Historical prototype art. Its materials, continuity, and depicted ship state are non-canon, and it does not establish current visual design; it remains evidence for atmosphere and silhouette.
Aetheria should look expensive where appearance teaches the player how the world works. Environment, movement, thermal state, affiliation, threat, damage, and uncertainty remain legible through spectacle.
Information Priority
Presentation follows consequence. Immediate threats to survival or control outrank opportunities, routine status, and atmosphere. A warning should identify the affected system or place, direction or source, time-to-consequence, severity, and available response where the player’s instruments know them.

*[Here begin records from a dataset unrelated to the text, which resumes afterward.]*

//! Inputs to the interpreter: type expressions, record declarations and the
//! caller-supplied name environment.

use std::collections::HashMap;
use std::sync::Arc;

use crate::ty::{Converter, Prim};
use crate::value::Value;

/// A type expression, either literal or textual. Textual parts may appear at
/// any depth (`list` of `"Person"`).
#[derive(Debug, Clone)]
pub enum TypeLike {
    /// Parsed with the type-expression grammar.
    Text(String),
    /// Resolved through the name environment.
    Named(String),
    Any,
    Primitive(Prim),
    /// `None` element means the bare container (`list` → `list[Any]`).
    List(Option<Box<TypeLike>>),
    Set(Option<Box<TypeLike>>),
    Tuple(Option<Vec<TypeLike>>),
    VarTuple(Box<TypeLike>),
    Dict(Option<Box<(TypeLike, TypeLike)>>),
    Union(Vec<TypeLike>),
    Record(Arc<RecordDef>),
}

/// Declared record type: ordered, uniquely named fields.
#[derive(Debug, Clone)]
pub struct RecordDef {
    pub name: String,
    pub fields: Vec<FieldDef>,
}

#[derive(Debug, Clone)]
pub struct FieldDef {
    pub name: String,
    /// Type the document value is decoded against, before any converter.
    pub ty: TypeLike,
    pub default: Option<Value>,
    pub converter: Option<Converter>,
}

#[derive(Debug, Clone)]
pub enum Definition {
    Alias(TypeLike),
    Record(Arc<RecordDef>),
}

/// Maps type names appearing in expressions to definitions. Supplied per call.
#[derive(Debug, Clone, Default)]
pub struct NameEnv {
    defs: HashMap<String, Definition>,
}

/// Declared record name → replacement record name.
pub type Substitution = HashMap<String, String>;

// ————————————————————————————————————————————————————————————————————————————
// IMPLEMENTATION
// ————————————————————————————————————————————————————————————————————————————

impl TypeLike {
    pub fn text(s: impl Into<String>) -> Self { TypeLike::Text(s.into()) }
    pub fn named(s: impl Into<String>) -> Self { TypeLike::Named(s.into()) }
    pub fn list(item: impl Into<TypeLike>) -> Self { TypeLike::List(Some(Box::new(item.into()))) }
    pub fn set(item: impl Into<TypeLike>) -> Self { TypeLike::Set(Some(Box::new(item.into()))) }
    pub fn var_tuple(item: impl Into<TypeLike>) -> Self { TypeLike::VarTuple(Box::new(item.into())) }
    pub fn dict(key: impl Into<TypeLike>, value: impl Into<TypeLike>) -> Self {
        TypeLike::Dict(Some(Box::new((key.into(), value.into()))))
    }
    pub fn tuple<I>(elems: I) -> Self
    where
        I: IntoIterator,
        I::Item: Into<TypeLike>,
    {
        TypeLike::Tuple(Some(elems.into_iter().map(Into::into).collect()))
    }
    pub fn union<I>(alts: I) -> Self
    where
        I: IntoIterator,
        I::Item: Into<TypeLike>,
    {
        TypeLike::Union(alts.into_iter().map(Into::into).collect())
    }
    pub fn optional(inner: impl Into<TypeLike>) -> Self {
        TypeLike::Union(vec![inner.into(), TypeLike::Primitive(Prim::Null)])
    }
}

impl From<&str> for TypeLike {
    fn from(s: &str) -> Self { TypeLike::Text(s.to_string()) }
}

impl From<String> for TypeLike {
    fn from(s: String) -> Self { TypeLike::Text(s) }
}

impl From<Prim> for TypeLike {
    fn from(p: Prim) -> Self { TypeLike::Primitive(p) }
}

impl From<Arc<RecordDef>> for TypeLike {
    fn from(def: Arc<RecordDef>) -> Self { TypeLike::Record(def) }
}

impl From<&Arc<RecordDef>> for TypeLike {
    fn from(def: &Arc<RecordDef>) -> Self { TypeLike::Record(Arc::clone(def)) }
}

impl From<RecordDef> for TypeLike {
    fn from(def: RecordDef) -> Self { TypeLike::Record(Arc::new(def)) }
}

impl RecordDef {
    pub fn new(name: impl Into<String>) -> Self {
        Self { name: name.into(), fields: Vec::new() }
    }

    /// Append a required field.
    pub fn field(self, name: impl Into<String>, ty: impl Into<TypeLike>) -> Self {
        self.with_field(FieldDef::new(name, ty))
    }

    pub fn with_field(mut self, field: FieldDef) -> Self {
        self.fields.push(field);
        self
    }

    pub fn into_arc(self) -> Arc<RecordDef> {
        Arc::new(self)
    }
}

impl FieldDef {
    pub fn new(name: impl Into<String>, ty: impl Into<TypeLike>) -> Self {
        Self { name: name.into(), ty: ty.into(), default: None, converter: None }
    }

    pub fn default(mut self, value: impl Into<Value>) -> Self {
        self.default = Some(value.into());
        self
    }

    pub fn convert<F>(mut self, f: F) -> Self
    where
        F: Fn(Value) -> anyhow::Result<Value> + Send + Sync + 'static,
    {
        self.converter = Some(Converter::new(f));
        self
    }
}

impl NameEnv {
    pub fn new() -> Self { Self::default() }

    pub fn insert(&mut self, name: impl Into<String>, def: Definition) {
        self.defs.insert(name.into(), def);
    }

    /// Register a record under its declared name.
    pub fn with_record(mut self, def: impl Into<Arc<RecordDef>>) -> Self {
        let def = def.into();
        self.defs.insert(def.name.clone(), Definition::Record(def));
        self
    }

    pub fn with_alias(mut self, name: impl Into<String>, ty: impl Into<TypeLike>) -> Self {
        self.defs.insert(name.into(), Definition::Alias(ty.into()));
        self
    }

    pub fn get(&self, name: &str) -> Option<&Definition> {
        self.defs.get(name)
    }

    pub fn is_record(&self, name: &str) -> bool {
        matches!(self.defs.get(name), Some(Definition::Record(_)))
    }
}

When warnings compete, priority follows the nearest irreversible consequence, then time, severity, confidence, and available response. A low-confidence lethal inference can outrank a certain minor fault, but must remain visibly uncertain. Repeated low-value alerts must not train the player to ignore the fatal channel.
Regimes And Visual Semantics
A Different Sort of Space owns the era-sensitive environmental tone. This note owns semantic continuity across it: the player must still recognize affiliation, direction, urgency, confidence, cost, interruption, rejection, damage, and recovery.
Effects distinguish function and timing, not merely color. A repair beam, hostile weapon, scan, shield response, coolant transfer, and field distortion should not become interchangeable blue light.
Presentation cannot reveal truth the player’s instruments do not possess. An uncertain trace must not receive the crisp silhouette, name, faction color, or threat animation of an identified target. Stale, inferred, shared, and directly observed information need different treatments. When evidence conflicts, the interface should preserve source and confidence rather than merge disagreement into false certainty.
The moving studies linked from Volumetric Nebulae show one prototype approach to terrain, weather, and mood. They are evidence that expressive volume can remain readable, not authority for mechanics or canon physics.
Audio And Material Feedback
Sound distinguishes material state and consequence. Spatial cues can identify direction and closing danger; machinery under load should change before failure.
Viewpoint changes the mix. A cockpit emphasizes nearby machinery and threats; a command surface emphasizes infrastructure and remote events. Shared crises need a common signature across interfaces.
Audio does not need to narrate every visual element. It should add direction, urgency, material identity, or confirmation, leaving space for speech and attention.
Operational Interface
The interface should feel like equipment: practical, layered, and aware of its own authority. Controls must distinguish a request from a committed action, local prediction from durable state, and unavailable authority from ordinary delay. Rejection should name the boundary that rejected the action when doing so does not expose information the player lacks.
Dense information needs progressive disclosure. Immediate decisions remain visible; provenance and diagnostics remain reachable without occupying the combat surface. Maps and tactical views should share symbols and confidence language.
Accessibility And Redundancy
Critical information must use at least two channels among shape, position, motion, timing, text or iconography, sound, color, and haptics. Color alone cannot carry affiliation, severity, or state. Directional audio needs a visual counterpart; subtle motion needs reduced-motion alternatives; haze, bloom, flashes, camera shake, and particle density need controls that preserve the underlying tactical signal.
Captions should distinguish speech, alarms, machinery, and directional events. UI scale, contrast, warning cadence, and density should be adjustable without removing necessary state. Accessibility preserves the decision, not merely its decoration.